▸ **ACTIVITY**: Each line of the listing that contains the word "allowed" is to be copied.

● ● ● ● ●

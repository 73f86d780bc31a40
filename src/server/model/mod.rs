//! Server-side domain models and parameter types.
//!
//! Domain models are converted from entity models at the repository boundary and
//! transformed to DTOs at the controller boundary, so SeaORM entities never reach
//! services or controllers.

pub mod add_on;
pub mod appointment;
pub mod salon;
pub mod salon_service;
pub mod user;
use axum::{
    extract::{Path, Query, State},
    http::StatusCode,
    response::IntoResponse,
    Json,
};
use tower_sessions::Session;

use crate::{
    model::{
        api::ErrorDto,
        catalog::{CreateSalonServiceDto, SalonServiceDto, UpdateSalonServiceDto},
    },
    server::{
        controller::param::StaffFilterParam,
        error::AppError,
        middleware::auth::{AuthGuard, Permission},
        model::salon_service::{CreateSalonServiceParam, SalonService, UpdateSalonServiceParam},
        service::catalog::CatalogService,
        state::AppState,
    },
};

pub static CATALOG_TAG: &str = "catalog";

/// List the service catalog. Public.
#[utoipa::path(
    get,
    path = "/api/services",
    tag = CATALOG_TAG,
    params(StaffFilterParam),
    responses(
        (status = 200, description = "Catalog entries ordered by name", body = Vec<SalonServiceDto>),
        (status = 500, description = "Internal server error", body = ErrorDto)
    ),
)]
pub async fn get_services(
    State(state): State<AppState>,
    Query(params): Query<StaffFilterParam>,
) -> Result<impl IntoResponse, AppError> {
    let services = CatalogService::new(&state.db).list(params.staff_id).await?;

    let services_dto: Vec<SalonServiceDto> =
        services.into_iter().map(SalonService::into_dto).collect();

    Ok((StatusCode::OK, Json(services_dto)))
}

/// Add a catalog entry.
///
/// # Access Control
/// - `Staff` - Manicures create entries they own; admins may assign any manicure
///
/// # Returns
/// - `201 Created` - Entry created
/// - `400 Bad Request` - Invalid entry data or unknown manicure
/// - `403 Forbidden` - Not staff, or a manicure creating an entry for someone else
#[utoipa::path(
    post,
    path = "/api/services",
    tag = CATALOG_TAG,
    request_body = CreateSalonServiceDto,
    responses(
        (status = 201, description = "Entry created", body = SalonServiceDto),
        (status = 400, description = "Invalid entry data", body = ErrorDto),
        (status = 401, description = "Not logged in", body = ErrorDto),
        (status = 403, description = "Staff role required", body = ErrorDto),
        (status = 500, description = "Internal server error", body = ErrorDto)
    ),
)]
pub async fn create_service(
    State(state): State<AppState>,
    session: Session,
    Json(payload): Json<CreateSalonServiceDto>,
) -> Result<impl IntoResponse, AppError> {
    let user = AuthGuard::new(&state.db, &session)
        .require(&[Permission::Staff])
        .await?;

    let default_owner = (!user.is_admin()).then_some(user.id);
    let param = CreateSalonServiceParam::from_dto(default_owner, payload);

    let service = CatalogService::new(&state.db).create(&user, param).await?;

    Ok((StatusCode::CREATED, Json(service.into_dto())))
}

#[utoipa::path(
    get,
    path = "/api/services/{id}",
    tag = CATALOG_TAG,
    params(
        ("id" = i32, Path, description = "Catalog entry ID")
    ),
    responses(
        (status = 200, description = "Catalog entry", body = SalonServiceDto),
        (status = 404, description = "Entry not found", body = ErrorDto),
        (status = 500, description = "Internal server error", body = ErrorDto)
    ),
)]
pub async fn get_service(
    State(state): State<AppState>,
    Path(id): Path<i32>,
) -> Result<impl IntoResponse, AppError> {
    let service = CatalogService::new(&state.db).get(id).await?;

    Ok((StatusCode::OK, Json(service.into_dto())))
}

/// Update a catalog entry. Absent fields are left untouched.
///
/// # Access Control
/// - `Staff` - Manicures may only edit their own entries
#[utoipa::path(
    put,
    path = "/api/services/{id}",
    tag = CATALOG_TAG,
    params(
        ("id" = i32, Path, description = "Catalog entry ID")
    ),
    request_body = UpdateSalonServiceDto,
    responses(
        (status = 200, description = "Updated entry", body = SalonServiceDto),
        (status = 400, description = "Invalid entry data", body = ErrorDto),
        (status = 401, description = "Not logged in", body = ErrorDto),
        (status = 403, description = "Not allowed to edit this entry", body = ErrorDto),
        (status = 404, description = "Entry not found", body = ErrorDto),
        (status = 500, description = "Internal server error", body = ErrorDto)
    ),
)]
pub async fn update_service(
    State(state): State<AppState>,
    session: Session,
    Path(id): Path<i32>,
    Json(payload): Json<UpdateSalonServiceDto>,
) -> Result<impl IntoResponse, AppError> {
    let user = AuthGuard::new(&state.db, &session)
        .require(&[Permission::Staff])
        .await?;

    let service = CatalogService::new(&state.db)
        .update(&user, id, UpdateSalonServiceParam::from_dto(payload))
        .await?;

    Ok((StatusCode::OK, Json(service.into_dto())))
}

/// Remove a catalog entry.
///
/// # Access Control
/// - `Staff` - Manicures may only remove their own entries
#[utoipa::path(
    delete,
    path = "/api/services/{id}",
    tag = CATALOG_TAG,
    params(
        ("id" = i32, Path, description = "Catalog entry ID")
    ),
    responses(
        (status = 204, description = "Entry deleted"),
        (status = 401, description = "Not logged in", body = ErrorDto),
        (status = 403, description = "Not allowed to delete this entry", body = ErrorDto),
        (status = 404, description = "Entry not found", body = ErrorDto),
        (status = 500, description = "Internal server error", body = ErrorDto)
    ),
)]
pub async fn delete_service(
    State(state): State<AppState>,
    session: Session,
    Path(id): Path<i32>,
) -> Result<impl IntoResponse, AppError> {
    let user = AuthGuard::new(&state.db, &session)
        .require(&[Permission::Staff])
        .await?;

    CatalogService::new(&state.db).delete(&user, id).await?;

    Ok(StatusCode::NO_CONTENT)
}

● ● ● ● ●

▸ **EXPECTED OUTPUT**:
        (status = 403, description = "Not allowed to edit this entry", body = ErrorDto),
        (status = 403, description = "Not allowed to delete this entry", body = ErrorDto),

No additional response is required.